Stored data
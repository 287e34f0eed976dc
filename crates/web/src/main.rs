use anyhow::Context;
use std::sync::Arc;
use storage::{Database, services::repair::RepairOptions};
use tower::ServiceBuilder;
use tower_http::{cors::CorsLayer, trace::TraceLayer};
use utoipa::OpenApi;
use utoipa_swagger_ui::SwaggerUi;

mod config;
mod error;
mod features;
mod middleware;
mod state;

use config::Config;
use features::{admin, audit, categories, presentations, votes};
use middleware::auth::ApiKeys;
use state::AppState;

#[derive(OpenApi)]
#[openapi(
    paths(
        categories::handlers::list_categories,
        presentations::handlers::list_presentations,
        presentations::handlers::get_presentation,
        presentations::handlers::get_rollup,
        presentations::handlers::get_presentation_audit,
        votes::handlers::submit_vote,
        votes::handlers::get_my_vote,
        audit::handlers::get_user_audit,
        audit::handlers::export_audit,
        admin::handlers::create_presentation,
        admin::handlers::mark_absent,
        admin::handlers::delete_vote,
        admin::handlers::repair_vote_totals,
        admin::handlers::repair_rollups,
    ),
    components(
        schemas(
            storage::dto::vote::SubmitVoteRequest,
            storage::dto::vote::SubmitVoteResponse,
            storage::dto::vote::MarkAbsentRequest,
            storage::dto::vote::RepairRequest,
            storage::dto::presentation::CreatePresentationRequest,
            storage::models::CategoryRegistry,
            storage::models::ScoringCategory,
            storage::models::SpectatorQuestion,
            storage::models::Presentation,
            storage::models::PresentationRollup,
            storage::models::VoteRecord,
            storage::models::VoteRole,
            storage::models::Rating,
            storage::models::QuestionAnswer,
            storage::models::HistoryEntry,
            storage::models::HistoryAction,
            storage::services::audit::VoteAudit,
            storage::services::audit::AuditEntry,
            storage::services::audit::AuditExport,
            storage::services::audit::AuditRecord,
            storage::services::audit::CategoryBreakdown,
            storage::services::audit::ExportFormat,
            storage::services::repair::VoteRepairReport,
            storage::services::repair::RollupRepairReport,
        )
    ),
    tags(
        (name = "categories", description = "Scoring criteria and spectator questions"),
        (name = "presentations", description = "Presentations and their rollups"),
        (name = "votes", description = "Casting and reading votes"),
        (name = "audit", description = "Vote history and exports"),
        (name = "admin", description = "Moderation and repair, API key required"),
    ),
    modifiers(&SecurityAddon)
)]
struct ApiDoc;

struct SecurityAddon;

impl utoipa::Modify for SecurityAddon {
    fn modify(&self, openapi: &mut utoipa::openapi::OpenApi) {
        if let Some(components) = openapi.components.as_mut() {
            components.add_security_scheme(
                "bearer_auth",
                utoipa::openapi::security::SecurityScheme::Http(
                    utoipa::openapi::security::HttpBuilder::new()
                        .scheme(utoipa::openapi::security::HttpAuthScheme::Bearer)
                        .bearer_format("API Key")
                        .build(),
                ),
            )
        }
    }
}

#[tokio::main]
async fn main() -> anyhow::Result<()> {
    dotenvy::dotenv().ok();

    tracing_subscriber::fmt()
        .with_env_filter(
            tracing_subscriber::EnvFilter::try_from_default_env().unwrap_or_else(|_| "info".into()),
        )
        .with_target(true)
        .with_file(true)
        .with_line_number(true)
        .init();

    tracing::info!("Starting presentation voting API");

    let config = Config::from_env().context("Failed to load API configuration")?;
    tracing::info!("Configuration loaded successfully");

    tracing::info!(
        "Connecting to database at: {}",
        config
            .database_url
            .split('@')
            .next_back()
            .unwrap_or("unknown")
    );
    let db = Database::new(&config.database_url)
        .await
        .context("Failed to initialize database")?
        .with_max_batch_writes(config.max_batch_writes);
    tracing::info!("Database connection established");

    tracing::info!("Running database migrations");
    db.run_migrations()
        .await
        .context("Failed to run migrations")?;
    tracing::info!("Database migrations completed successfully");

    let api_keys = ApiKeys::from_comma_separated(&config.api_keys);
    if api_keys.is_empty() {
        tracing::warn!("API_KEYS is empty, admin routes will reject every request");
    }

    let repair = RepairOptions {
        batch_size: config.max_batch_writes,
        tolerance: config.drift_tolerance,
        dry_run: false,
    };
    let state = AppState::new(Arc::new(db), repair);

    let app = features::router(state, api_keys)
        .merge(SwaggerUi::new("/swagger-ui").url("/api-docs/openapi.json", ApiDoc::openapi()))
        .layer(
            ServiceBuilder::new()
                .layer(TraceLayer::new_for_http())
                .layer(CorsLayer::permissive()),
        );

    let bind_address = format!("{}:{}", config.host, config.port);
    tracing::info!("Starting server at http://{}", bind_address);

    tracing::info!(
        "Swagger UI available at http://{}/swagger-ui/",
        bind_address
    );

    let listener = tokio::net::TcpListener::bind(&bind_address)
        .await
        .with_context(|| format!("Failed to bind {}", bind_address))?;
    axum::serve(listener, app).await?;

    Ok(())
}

- Your assignment: Set down, from the entries above, exactly the lines from the one with "db.run_migrations()" up to and including the one with "let state = AppState::new(Arc::new(db), repair);", and no other lines.

- Exercise response:
    db.run_migrations()
        .await
        .context("Failed to run migrations")?;
    tracing::info!("Database migrations completed successfully");

    let api_keys = ApiKeys::from_comma_separated(&config.api_keys);
    if api_keys.is_empty() {
        tracing::warn!("API_KEYS is empty, admin routes will reject every request");
    }

    let repair = RepairOptions {
        batch_size: config.max_batch_writes,
        tolerance: config.drift_tolerance,
        dry_run: false,
    };
    let state = AppState::new(Arc::new(db), repair);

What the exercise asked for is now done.